La alternativa para resolver esta polémica sobre credibilidad de las estadísticas oficiales es sencilla, cerremos el Indec.
La primera pregunta que nos tenemos que hacer es: ¿quién necesita de las estadísticas que genera el Indec? Sin dudas, economistas y sociólogos se valen de los guarismos, pero son los políticos y los encargados de confeccionar políticas públicas sus principales destinatarios. En el sitio web del organismo fundado en 1968 por el dictador Juan Carlos Onganía destacan “la importancia de la estadística oficial para la decisión de políticas de desarrollo en el área económica, demográfica, social y ambiental”. Precisamente, esta es la razón principal por la cual el Indec es una fuerza perjudicial para el bienestar de los argentinos.
Las estadísticas oficiales les ofrecen a los políticos una falsa sensación de conocimiento sobre la realidad. Los grandes agregados de números generan la sensación de tener la información necesaria para delegar la toma de decisiones económicas en una autoridad central. Sin embargo, se deja de lado el conocimiento que se encuentra disperso y que es inaccesible para los Kicillof y los Capitanich de turno y para cualquiera que pretenda tenerlo. Como explica el economista austriaco F.A. Hayek en “El uso del conocimiento en la sociedad”, “esto se debe a que los ‘datos’ referentes a toda la sociedad a partir de los cuales se origina el cálculo económico no son nunca ‘dados’ a una sola mente de modo que pueda deducir sus consecuencias y nunca, tampoco, pueden así ser dados.” La información que requieren los políticos es inasequible porque únicamente se obtiene “en la práctica”.
La política cambiaria, el proteccionismo, la distribución arbitraria de recursos, la manipulación de precios y documentos absurdos como los “204 objetivos y 272 metas” (que nada tienen que envidiarle a los planes quinquenales de la Unión Soviética) son algunas de las consecuencias que se derivan de esta arrogancia promovida por el acceso de los políticos a las estadísticas.

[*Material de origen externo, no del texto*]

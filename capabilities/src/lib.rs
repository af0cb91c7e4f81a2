// Capability tables
// A bounded list of named, non-owning function references that can be
// handed to plugin code either as Rust values or as a C struct.

pub mod capability;
pub mod error;
#[cfg(feature = "ffi")]
pub mod ffi;
pub mod function;
pub mod name;
pub mod table;

pub use capability::Capability;
pub use error::{CapabilityError, CapabilityResult};
#[cfg(feature = "ffi")]
pub use ffi::{RawCapabilities, RawCapability};
pub use function::{FnPtr, Function, RawFunction};
pub use name::CapabilityName;
pub use table::{Capabilities, Iter};

/// Size of a capability name buffer, NUL terminator included.
pub const CAPABILITY_FUNCTION_NAME_LEN: usize = 256;

/// Number of slots in a [`Capabilities`] table.
pub const CAPABILITY_NUMBER_OF_CAPABILITIES: usize = 20;

/// Longest name, in bytes, that still leaves room for the terminator.
pub const MAX_NAME_LEN: usize = CAPABILITY_FUNCTION_NAME_LEN - 1;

Solo los intervencionistas necesitan de estos números. La actividad de los empresarios tiene como base la prueba y error a partir de la estimación de costos, precios, y de las ganancias o pérdidas obtenidas. No requiere más que de eso y de su visión empresarial, aunque se trate de un conocimiento generalmente despreciado por la clase política, quizás por estar fuera del mercado. Por el otro lado, los consumidores se valen de sus experiencias de sus necesidades y deseos más urgentes para tomar sus decisiones. Las estadísticas son, como sostenía Murray Rothbard, los “ojos y oídos” de los ingenieros sociales.
Es verdad que para ciertas estadísticas que permiten tener una visión general del estado de cosas existe una demanda, pero lejos están de ser, por si solas, herramientas adecuadas para la toma decisiones como lo creen los intervencionistas de todos los partidos. A diferencia de lo que se cree, la ausencia de estadísticas oficiales no implicaría la inexistencia total de estadísticas. Ya lo vimos en los últimos años, que ante la falta de credibilidad del INDEC, el sector privado ha provisto datos cuantitativos fiables acerca de la inflación, con el agregado de que para producirlas no fue necesario requerir a la expoliación del contribuyente. Este mismo modelo se replicaría con aquellos indicadores para los que haya gente dispuesta a pagar por ellos de forma voluntaria.
Si podemos comprender que las causas de la debacle económica que está sufriendo el país, de forma casi ininterrumpida desde comienzos del siglo XX, y existe la voluntad de revertir este proceso, tenemos que empezar por quitarle al Estado una de las principales herramientas que le genera la confianza de poder hacer bien lo que indefectiblemente es incapaz de hacer. No será la panacea ni el fin de nuestros problemas, pero definitivamente estaríamos dando un paso en la dirección correcta.